Abstract

Throughout exploration Block 2 of the Orange Basin offshore the South African continental margin, different natural gas leakage features and the relationship between natural gas leakage with structural and stratigraphic elements were studied. This study also quantifies liquid/gas hydrocarbon generation, migration and seepage dynamics through the post-rift history of the basin.

The interpretation of seismic data reveals two mega-sequences: Cretaceous and Cenozoic that are subdivided by major stratigraphic unconformities into 5 and 2 sub-units, respectively. The basin is also divided into 2 structural domains:

  1. an extensional domain characterized by basinward dipping listric normal faults rooted at the Cenomanian/Turonian level identified between 500 to 1500 m of present-day depth,

  2. a compressional domain that accommodates the up-dip extension on the lower slope, and which is characterized by landward dipping thrust faults.

One hundred and thirteen observed gas chimneys are identified and classified into stratigraphically-controlled (sa-c) and structurally-controlled (s-c) chimneys. The ratio of s-c versus s-ac chimneys is estimated as 2:5, which suggest a strong stratigraphic control on natural gas leakage. The chimneys either terminate at the seafloor where active leaking gas is manifested by pockmarks, or are sealed within the Miocene (14 Ma) sequence as paleo-pockmarks. The s-c chimneys are located along the normal faults in the extensional domain, and terminate as seafloor mounds up to 1500 m in diameter and with heights between 10 to 50 m. The sa-c pockmarks range between 100 to 400 m in diameter, and are linked to stratigraphic onlaps and pinch-outs within the Aptian sequence. Several giant chimneys, with diameters of more than 7 km, are also identified. At least one of these displays apparent internal gravitational collapse structures. Bright spots indicative of gas presence within these large chimneys were identified, but there is no evidence of acoustic turbidity or seismic pull-downs within these large structures. This suggests the giant chimneys are inactive paleo-gas-escape structures.

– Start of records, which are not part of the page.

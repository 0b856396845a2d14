use std::sync::Arc;

use actix_cors::Cors;
use actix_web::middleware::{DefaultHeaders, Logger};
use actix_web::{web, App, HttpServer};
use log::{error, info};

use price_api::inference::{OnnxPriceModel, Regressor};
use price_api::routes;

#[actix_web::main]
async fn main() -> std::io::Result<()> {
    env_logger::Builder::from_env(env_logger::Env::default().default_filter_or("info"))
        .format_timestamp_millis()
        .format_module_path(false)
        .init();

    let model_path =
        std::env::var("MODEL_PATH").unwrap_or_else(|_| "models/price_model.onnx".to_string());
    let schema_path = std::env::var("FEATURE_SCHEMA_PATH")
        .unwrap_or_else(|_| "models/feature_schema.json".to_string());

    // Without a model no request can be answered; refuse to start.
    let model: Arc<dyn Regressor> = match OnnxPriceModel::load(&model_path, &schema_path) {
        Ok(model) => Arc::new(model),
        Err(e) => {
            error!("cannot load model: {:#}", e);
            std::process::exit(1);
        }
    };
    let model_data = web::Data::new(model);

    let host = std::env::var("HOST").unwrap_or_else(|_| "127.0.0.1".to_string());
    let port = std::env::var("PORT").unwrap_or_else(|_| "8080".to_string());
    let workers = std::env::var("WORKERS")
        .ok()
        .and_then(|w| w.parse().ok())
        .unwrap_or_else(num_cpus::get);
    let bind_address = format!("{}:{}", host, port);

    info!("{} listening on http://{}", routes::SERVICE_DESCRIPTION, bind_address);
    info!("workers: {}", workers);
    info!("endpoints:");
    info!("  GET  /            - service description");
    info!("  GET  /health      - liveness check");
    info!("  GET  /model-info  - feature schema");
    info!("  POST /predict/    - price prediction");

    HttpServer::new(move || {
        let cors = Cors::default()
            .allow_any_origin()
            .allowed_methods(vec!["GET", "POST"])
            .max_age(3600);

        App::new()
            .wrap(Logger::default())
            .wrap(DefaultHeaders::new().add(("X-Content-Type-Options", "nosniff")))
            .wrap(cors)
            .app_data(model_data.clone())
            .app_data(web::JsonConfig::default().limit(16 * 1024))
            .configure(routes::configure)
    })
    .workers(workers)
    .bind(&bind_address)?
    .run()
    .await
}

Modelling suggests that gas from the lower Aptian and the Barremian source rocks migrates laterally-updip to the proximal parts of the basin where it accumulates beneath the Cenomanian/Turonian sequence that acts as a regional seal. Across the shelf-break and the upper slope, chimneys and pockmarks are fed from younger Cenomanian/Turonian source rocks. The migration model also indicates that fluids are about 24 times more likely to flow out of the study area than to be preserved within it.

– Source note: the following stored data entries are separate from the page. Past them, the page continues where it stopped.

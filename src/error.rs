use reqwest::StatusCode;

#[derive(Debug, thiserror::Error)]
pub enum ProviderError {
    #[error("request failed: {0}")]
    Network(#[from] reqwest::Error),

    #[error("provider returned {status}: {body}")]
    Status { status: StatusCode, body: String },

    #[error("could not decode market data: {0}")]
    Decode(#[from] serde_json::Error),

    #[error("invalid endpoint URL: {0}")]
    InvalidEndpoint(String),
}

#[derive(Debug, thiserror::Error, PartialEq, Eq)]
pub enum ConfigError {
    #[error("no coin identifiers configured (set CRYPTO_IDS or --ids)")]
    NoCoinIds,
}

impl ProviderError {
    pub fn status(&self) -> Option<StatusCode> {
        match self {
            ProviderError::Status { status, .. } => Some(*status),
            ProviderError::Network(err) => err.status(),
            _ => None,
        }
    }
}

Since methane gas escaping across the sea floor into the exosphere (combined hydrosphere and atmosphere) may contribute to Earth’s climate fluctuations, and because escaping gas must have been cut off when at least half of identified s-c chimneys were sealed within the Miocene sequence, decrease of gas escape along the southern African continental margin may have to be factored into global Neogene cooling models.